High level System Design

Jorge edited this page Apr 22, 2020 · 27 revisions

AirQualityMx high level system design

Content index

Definitions and Acronyms

Note: many of these terms require knowledge on AWS Services and Products, for more information refer to https://aws.amazon.com/

  • AQI: Air Quality Index
  • AWS: Amazon Web Services
  • API: application program interface
  • CityFeed: A city feed represents the collection of airquality data reported by stations within a city(or in certain cases a Mexican State). For example, if Guadalajara City has "N" number of stations, Guadalajara's CityFeed would represent Guadalajara as a single city, witch all the Air quality data from these "N" stations.
  • DTO: Data transfer object
  • ETA: estimated time of arrival(used to describe how long something might take until it's done)
  • Lambda: Aws solution to runcode in a serverless fashion(no servers required).
  • SQS: Simple Queue Service (from AWS)
  • SNS: Simple notification service(from AWS)
  • Dynamo DB: A No-SQL database product from AWS
  • Dynamo DB Streams: it's a notification mechanism that allows to send a DynamoDB item to any listening service in AWS, triggered when Dynamo DB detects changes on such item.
  • US EPA: United States Environmental Protection Agency
  • MIT License: Permissive License by Massachusetts Institute of Technology used in open-source software.
  • WAQI: The World Air Quality Index project
  • City feed: represents the data feed from a supported city, includes one or more stations.

Change log (since rev 1)

  • revision 2:
    • Feed stream: replaces City feed SQS to publish new feeds, and triggers events when record change is detected.
    • WaqiCityFeed Lambda: lambda can gather feed from multiple cities at once, number of cities may be selected judisciosly based on total stations across all cities.
    • Added assumptions/unknowns: cost updates
    • System Architecture Diagram (phase 1) and component descriptions
    • Included Next steps as "Phase 2"
    • Updated definitions

Abstract

This project aims to use public data of air quality stations located in Mexico, and use this data to send notifications to a given user in a near-realtime fashion. The system will be Cloud based and notifications may be published to the public while providing corresponding attribution(s) to the data source(s).

Goal/Objectives

Provide a suitable system architecture which would freely provide near-realtime notifications regarding air quality in Mexico. This will allow users to get notified if air quality changes allowing them to knowingly take actions to safeguard their health, for instance deciding not to go out if airquality is not good, or doing outdoors activities when air quality is good. Provided AQI will use the AQI US-EPA 2016 standard. This high level design does not inted to dive into the specifics of implementation of the presented components.

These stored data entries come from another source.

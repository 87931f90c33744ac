//! # Repository Module
//!
//! Database repository implementations for Fonda POS.
//!
//! ## Repository Pattern
//! ```text
//! ┌─────────────────────────────────────────────────────────────────────────┐
//! │                    Repository Pattern Explained                         │
//! │                                                                         │
//! │  Repositories abstract read access behind a clean API.                  │
//! │                                                                         │
//! │  Caller                                                                 │
//! │       │                                                                 │
//! │       │  db.products().get_by_id(id)                                    │
//! │       ▼                                                                 │
//! │  ProductRepository                                                      │
//! │  ├── get_by_id(&self, id)                                               │
//! │  ├── list(&self, include_inactive)                                      │
//! │  └── kardex(&self, product_id)                                          │
//! │       │                                                                 │
//! │       │  SQL Query                                                      │
//! │       ▼                                                                 │
//! │  SQLite Database                                                        │
//! │                                                                         │
//! │  Division of labor:                                                     │
//! │  • Repositories: reads and listings, one connection from the pool       │
//! │  • Services (crate::service): mutations, one transaction per operation  │
//! └─────────────────────────────────────────────────────────────────────────┘
//! ```
//!
//! ## Available Repositories
//!
//! - [`product::ProductRepository`] - Products and the movement ledger (kardex)
//! - [`dish::DishRepository`] - Dishes and their recipes
//! - [`table::TableRepository`] - Dining tables
//! - [`order::OrderRepository`] - Orders and order lines
//! - [`purchase::PurchaseRepository`] - Purchases and purchase lines
//! - [`count::CountRepository`] - Physical counts
//! - [`cash::CashRepository`] - Cash sessions, payments, closing summaries
//! - [`staff::StaffRepository`] - Staff lookups

pub mod cash;
pub mod count;
pub mod dish;
pub mod order;
pub mod product;
pub mod purchase;
pub mod staff;
pub mod table;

Additionally, this project targets the open-source software development community, to share the code of this project, as long as guidance/practices/methodologies used in its development.

Stakeholders

  • Project owner: @Jorge Villalobos
  • Users: anyone interested in using or actively using this system with the intention of receiving air quality notifications in a supported area(Mexico).
  • Open-source community: anyone insterested in using this software for learning purposes or those allowed by MIT License.

Assumptions

  • This is a high level design, is not ment to hold specifics of implementation of the presented components on this system.
  • Each "feed" or "city feed" represents all the stations within a Mexican city or in certain cases a Mexican state.
  • Mexico city is an exception and counts as 16 "feeds" due to it's town hall("delegaciones") system.
  • Adding support to a new city(becoming a "supported city feed") is treated as separate from this design, assume this is done manually.
  • Data obtained from the World Air Quality Project programmatic API is considered the source of truth
  • Data retrieval frequency is by default every 5 minutes, it is subject to change.
  • Notifications sent(ex. in the form of a Tweet) will be validated, won't send the same notification twice(only if there are changes).
  • Data communication between components will be by using DTOs. Future integrations may use DTO data structure to integrate.
  • For Rate limits at the "publisher" only Twitter's limits will be considered seeTwitters Limits. As of 4/21/2020, the Tweet limit is 300 per hour.
  • As per WAQI's terms "The data can not be redistributed as cached or archived data", however the way system stores data is to detect changes, and does not redistribute cached or archived data, only new information is published.
  • As per previously mentioned WAQI's terms, all messages/notifications that fail, will be discarded.
  • Next steps(Phase 2) section attempts to reflect feedback, is not to be considered final, it may be updated continuously.

Limitations & Unknowns

  • WAQI's data seems presented as "real-time", however there's no confirmed update frequency for specific cities.
  • There's no known push method to listen for data changes in WAQI's API, so we "pull" every 5 minutes via GET HTTP request.
  • Twitter needs to approve a development account. ETA is not known.
  • How does Twitter detects Spam. Should there be any considerations?

Supported use-cases

  • System is able to access AQI data from WAQI's programmatic API.
  • Users can be notified when any station located in a determined city show changes in respect to air quality and will use AQI scale
  • Specific rules that determine wether or not a notification should be published, should prevent spam(Not publishing same notification more than once or avoid publishing too frequently).
  • Users are notified via twitter(users should follow a determined Twitter account to access messages)
  • Notified users can access a text message containing the AQI, Air Pollution Level(Good, Moderate, Unhealthy for sensitive groups, Unhealthy and Very Unhealthy) according to the AQI scale
  • System is able to publish text messages as tweets on a determined twitter account with AQI
  • Text messages delivered by the System must include attribution to WAQI and any other data source(such as, but not limited to organizations, institutions, public APIs, person/people, etc).
  • In case of failure, message notifications must be discarded

Out of scope

  • Any form of user data collection: no data will be collected in this project.
  • Notifications messages specific to an individual "station" within a city.
  • Notifications on areas that are not located in Mexico.
  • Search/Lookup functionality
  • Email notifications are out of scope
  • Automation of setup for adding support of cities.
  • Error handling
  • Retry mechanisms
  • As system will be divided in multiple development phases, Cost calculation won't be updated from initial calculation, which represents a Worst Case Scenario.

Proposal

Architecture

The proposed system will use a Serverless approach using AWS services. Architecture will be developed in multiple phases. This document covers Phase 1, although details for an upcomming are considered out of scope, notes for next steps will be considered as Phase 2.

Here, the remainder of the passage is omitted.